= Robert J. Weber =

American mathematician

Robert J. Weber (born April 1947) is the Frederic E. Nemmers Distinguished Professor of Decision Sciences at the J.L. Kellogg Graduate School of Management, Northwestern University.

==Biography==

===Education===
Weber received his bachelor's degree in mathematics in 1969 from Princeton University, and both his MS in 1972 and Ph.D. in 1974 in operations research from Cornell University.

===Career===
Weber became a faculty member at Yale University, where he belonged to the Cowles Foundation for Research in Economics and the Yale School of Management. In 1979 he moved to Northwestern.
Weber's general area of research is game theory, with a primary focus on the effects of private information in competitive settings. Much of his research has been centered on the theory and practice of competitive bidding and auction design. His 1982 paper, "A Theory of Auctions and Competitive Bidding", co-authored with Paul Milgrom, is considered a seminal work in the field. In that paper the authors analyzed auctions with interdependent values, and introduced the linkage principle. He served as an external consultant on a 1985 project leading to revisions in the procedures used to auction petroleum extraction leases on the U.S. outer continental shelf, and he co-organized (with representatives of the Federal Reserve Board and the U.S. Treasury) the 1992 public forum which led to changes in the way the Treasury auctions its debt issues. Since 1993, he has represented private clients during both the rule-making and bidding phases of the FCC's sale of licenses of spectrum for the provision of personal communications services.

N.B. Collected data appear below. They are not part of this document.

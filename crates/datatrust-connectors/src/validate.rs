// crates/datatrust-connectors/src/validate.rs
// ============================================================================
// Module: Record Validation
// Description: Validate records against declared or inferred schemas.
// Purpose: Share validation semantics across every connector.
// Dependencies: datatrust-core
// ============================================================================

//! ## Overview
//! A record is valid when every required field is present and non-null and
//! every present field's value is accepted by the field's declared type.
//! Required flags are enforced only for declared schemas; an inferred
//! schema's required flag is an observation about existing data, not a
//! constraint on new records. Connectors with authoritative schemas
//! additionally reject fields that do not appear in the schema at all.

// ============================================================================
// SECTION: Imports
// ============================================================================

use datatrust_core::Record;
use datatrust_core::RecordValidation;
use datatrust_core::Schema;
use datatrust_core::SchemaOrigin;
use serde_json::Value;

// ============================================================================
// SECTION: Validation
// ============================================================================

/// Validates one record against a schema.
#[must_use]
pub fn validate_against_schema(
    index: usize,
    record: &Record,
    schema: &Schema,
    reject_unknown: bool,
) -> RecordValidation {
    let mut errors = Vec::new();

    for field in &schema.fields {
        match record.get(&field.name) {
            None | Some(Value::Null) => {
                if field.required && schema.origin == SchemaOrigin::Declared {
                    errors.push(format!("required field `{}` is missing or null", field.name));
                }
            }
            Some(value) => {
                if !field.field_type.accepts(value) {
                    errors.push(format!(
                        "field `{}` expects {} but got {}",
                        field.name,
                        field.field_type,
                        value_kind(value)
                    ));
                }
            }
        }
    }

    if reject_unknown {
        let known = schema.field_names();
        for name in record.field_names() {
            if !known.contains(name) {
                errors.push(format!("field `{name}` is not present in the schema"));
            }
        }
    }

    RecordValidation {
        index,
        valid: errors.is_empty(),
        errors,
    }
}

/// Returns a human label for a JSON value kind.
fn value_kind(value: &Value) -> &'static str {
    match value {
        Value::Null => "null",
        Value::Bool(_) => "boolean",
        Value::Number(_) => "number",
        Value::String(_) => "string",
        Value::Array(_) => "array",
        Value::Object(_) => "object",
    }
}

// ============================================================================
// SECTION: Tests
// ============================================================================

#[cfg(test)]
mod tests {
    #![allow(clippy::unwrap_used, clippy::panic, reason = "Test-only assertions.")]

    use datatrust_core::FieldDefinition;
    use datatrust_core::FieldType;
    use datatrust_core::Record;
    use datatrust_core::Schema;
    use datatrust_core::SchemaOrigin;
    use serde_json::json;

    use super::validate_against_schema;

    fn schema() -> Schema {
        Schema::new(
            "users",
            vec![
                FieldDefinition::new("id", FieldType::Integer).required(),
                FieldDefinition::new("email", FieldType::String),
            ],
            SchemaOrigin::Declared,
        )
    }

    #[test]
    fn missing_required_field_is_invalid() {
        let record = Record::from_value(json!({"email": "a@x"})).unwrap();
        let outcome = validate_against_schema(0, &record, &schema(), false);
        assert!(!outcome.valid);
        assert!(outcome.errors[0].contains("id"));
    }

    #[test]
    fn type_mismatch_is_reported() {
        let record = Record::from_value(json!({"id": "not-a-number"})).unwrap();
        let outcome = validate_against_schema(0, &record, &schema(), false);
        assert!(!outcome.valid);
        assert!(outcome.errors[0].contains("integer"));
    }

    #[test]
    fn unknown_fields_rejected_only_in_strict_mode() {
        let record = Record::from_value(json!({"id": 1, "extra": true})).unwrap();
        assert!(validate_against_schema(0, &record, &schema(), false).valid);
        let strict = validate_against_schema(0, &record, &schema(), true);
        assert!(!strict.valid);
        assert!(strict.errors[0].contains("extra"));
    }
}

In the early 1970s, Weber proposed an alternative to the traditional "plurality rule" for elections involving more than two candidates. This alternative, which he named "approval voting", a multi-candidate binary rating system of social choice, has generated a substantial body of research, has been adopted by a number of professional organizations, and has been used in several public elections. His later work in this area includes "A Theory of Voting Equilibria", co-authored with Roger Myerson. For a summary see "Approval Voting".

Weber has also conducted research on negotiation and arbitration. Among his activities have been preparation of a research survey for the American Arbitration Association, and development of classroom materials for the National Institute for Dispute Resolution. He is a founding member of the Center for Research on Dispute Resolution at Northwestern University, and has served on the editorial board of the International Journal of Game Theory. In 1990 he was designated the outstanding professor of the year by the students in Kellogg's Managers' Program, and in 1998 he received the Sidney J. Levy Teaching Award. In 2008, he was chosen as Alumni Professor of the Year.